Criag,
   I get the defainition of the word translation. Why don't you give us 
the definition of "transliteration " and we then can compare the two 
meanings, at this point my head is spinning so fast that I hope I can 
still understand English.

Regards,
 John Haskins

-----Original Message-----
From: Craig Allen <[EMAIL PROTECTED]>
To: [email protected]
Sent: Tue, 26 Jul 2005 10:32:30 -0700
Subject: Re: transliteration


I had promised myself not to get involved in this, but, as the English 
say, in
for a penny, in for a Pound.

Once more employing the dictionary I quote:

tran·scrip·tion (trn-skrpshn)
n.

   1. The act or process of transcribing.
   2. Something that has been transcribed, especially:
         a. Music. An adaptation of a composition.
         b. A recorded radio or television program.
          c. Linguistics.

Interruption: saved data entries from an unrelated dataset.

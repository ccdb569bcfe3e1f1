//! Rule framework: the [`Rule`] trait, offense records and the rule registry
use serde::Serialize;
use std::collections::HashSet;
use std::sync::Arc;
use tree_sitter::Node;

use crate::config::{Config, ConfigError};
use crate::correction::{Correction, Span};
use crate::version::VersionGate;

pub mod language;

pub mod association_style;
pub mod consistent_parentheses_style;
pub mod create_list;
pub mod excessive_create_list;
pub mod exclusive_traits;
pub mod factory_association_with_strategy;
pub mod id_sequence;
pub mod redundant_enum_trait;
pub mod redundant_factory_option;

pub use association_style::AssociationStyle;
pub use consistent_parentheses_style::ConsistentParenthesesStyle;
pub use create_list::CreateList;
pub use excessive_create_list::ExcessiveCreateList;
pub use exclusive_traits::ExclusiveTraits;
pub use factory_association_with_strategy::FactoryAssociationWithStrategy;
pub use id_sequence::IdSequence;
pub use redundant_enum_trait::RedundantEnumTrait;
pub use redundant_factory_option::RedundantFactoryOption;

/// One analyzer. Rules are shared across files and must not keep per-node state.
pub trait Rule: Send + Sync {
    /// Qualified name, `FactoryBot/...`
    fn name(&self) -> &'static str;

    /// Node kinds this rule is dispatched on
    fn triggers(&self) -> &'static [&'static str];

    fn check(&self, node: Node<'_>, ctx: &mut RuleContext<'_>);
}

/// One detected violation
#[derive(Debug, Clone, Serialize)]
pub struct Offense {
    pub rule: &'static str,
    pub message: String,
    pub span: Span,
    pub line: usize,
    pub column: usize,
    pub correctable: bool,
    #[serde(skip)]
    pub correction: Option<Correction>,
}

/// Offense sink handed to rules while one file is visited
pub struct RuleContext<'s> {
    source: &'s str,
    rule: &'static str,
    seen: HashSet<(&'static str, Span)>,
    offenses: Vec<Offense>,
}

impl<'s> RuleContext<'s> {
    pub fn new(source: &'s str) -> Self {
        Self {
            source,
            rule: "",
            seen: HashSet::new(),
            offenses: Vec::new(),
        }
    }

    pub fn source(&self) -> &'s str {
        self.source
    }

    /// Attribute following offenses to `rule`
    pub fn enter_rule(&mut self, rule: &'static str) {
        self.rule = rule;
    }

    /// Record an offense; a second offense of the same rule at the same span is dropped
    pub fn add_offense(&mut self, span: Span, message: impl Into<String>, correction: Option<Correction>) {
        if !self.seen.insert((self.rule, span)) {
            return;
        }
        let (line, column) = line_column_at(self.source, span.start);
        let correction = correction.filter(|c| !c.is_empty());
        self.offenses.push(Offense {
            rule: self.rule,
            message: message.into(),
            span,
            line,
            column,
            correctable: correction.is_some(),
            correction,
        });
    }

    /// Offenses ordered by position, then rule name
    pub fn into_offenses(self) -> Vec<Offense> {
        let mut offenses = self.offenses;
        offenses.sort_by(|a, b| a.span.start.cmp(&b.span.start).then(a.rule.cmp(b.rule)));
        offenses
    }
}

/// 1-based line and character column of a byte offset
pub fn line_column_at(source: &str, offset: usize) -> (usize, usize) {
    let offset = offset.min(source.len());
    let before = source.get(..offset).unwrap_or("");
    let line = before.matches('\n').count() + 1;
    let line_start = before.rfind('\n').map(|i| i + 1).unwrap_or(0);
    let column = before[line_start..].chars().count() + 1;
    (line, column)
}

/// Every enabled rule, configured from `config`
pub fn build_rules(config: &Config, gate: Arc<dyn VersionGate>) -> Result<Vec<Box<dyn Rule>>, ConfigError> {
    let candidates: Vec<Box<dyn Rule>> = vec![
        Box::new(AssociationStyle::from_config(config)?),
        Box::new(RedundantFactoryOption::new()),
        Box::new(FactoryAssociationWithStrategy::new()),
        Box::new(ExclusiveTraits::from_config(config)),
        Box::new(RedundantEnumTrait::new(gate)),
        Box::new(CreateList::from_config(config)?),
        Box::new(ExcessiveCreateList::from_config(config)),
        Box::new(IdSequence::new()),
        Box::new(ConsistentParenthesesStyle::from_config(config)?),
    ];

    Ok(candidates
        .into_iter()
        .filter(|rule| {
            let enabled = config.is_enabled(rule.name());
            if !enabled {
                tracing::debug!(rule = rule.name(), "rule disabled by configuration");
            }
            enabled
        })
        .collect())
}
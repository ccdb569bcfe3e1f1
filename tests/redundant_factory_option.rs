mod common;

use common::*;
use factory_lint::rules::redundant_factory_option::NAME;

const MSG: &str = "Remove redundant `factory` option.";

#[test]
fn flags_factory_option_naming_the_association() {
    let linter = linter_for(NAME, "");
    assert_corrects(
        &linter,
        "association :user, factory: :user\n",
        MSG,
        "factory: :user",
        "association :user\n",
    );
}

#[test]
fn keeps_other_options() {
    let linter = linter_for(NAME, "");
    assert_corrects(
        &linter,
        "association :user, factory: :user, strategy: :build\n",
        MSG,
        "factory: :user",
        "association :user, strategy: :build\n",
    );
    assert_eq!(
        corrected(&linter, "association :user, strategy: :build, factory: :user\n"),
        "association :user, strategy: :build\n"
    );
}

#[test]
fn flags_single_element_symbol_array() {
    let linter = linter_for(NAME, "");
    let source = "association :user, factory: %i[user]\n";
    let found = offenses(&linter, source);
    assert_eq!(found.len(), 1);
    assert_eq!(highlighted(source, &found[0]), "factory: %i[user]");
}

#[test]
fn ignores_meaningful_factory_option() {
    let linter = linter_for(NAME, "");
    assert_no_offenses(&linter, "association :author, factory: :user\n");
    assert_no_offenses(&linter, "association :user, factory: %i[user admin]\n");
    assert_no_offenses(&linter, "association :user\n");
}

A representation of speech sounds in phonetic 
symbols.

If we look at 2. a. one can adapt a piano piece for harp and vice 
versa. If we
look at 2. c. we find that this can easily be applied to musical sounds 
as well
as speech sounds. Thus when one represents musical sounds as notes on a 
piano
staff, that staff can then be adapted to the lute by transcribing it 
note for
note and at the same time transliterating it into lute tablature.

Of course all this does not touch on arranging the music which as 
Stuart so
eloquently put it (and as I paraphrase rather inelegantly) allows for 
actual
changes to the way the music is played or interpreted. When taling 
linguistics
rather than music is would be the same as taking a soliloquoy from one 
of
Shakespeare's plays and arranging it for modern American colloquial 
street
English. The meaning remains the same as does the alphabet, but the 
language is
wholly different.

And for the record, I'm not spinning anything. I really don't have a 
dog in this
fight so I have no reason to lie or spin or inflate the meanings of 
things as
anyone with the common sense of a cherrystone clam would discover if 
they only
picked up a dictionary now and then.

Regards,
Craig

>Craig,
>   If a transliteration is what you say it is, and I very much agree
>with your defanition, how then as Mr. Trovosky states can a
>transliteration, and a transcription be" essentially" the same thing?
>As he says they are. I quote him once more.  " Wrong, transliteration
>is rewritting of words into a different allphabet, essentially the same
>thing as transcription"  Notice Mr. Trovoky uses the word "same thing" 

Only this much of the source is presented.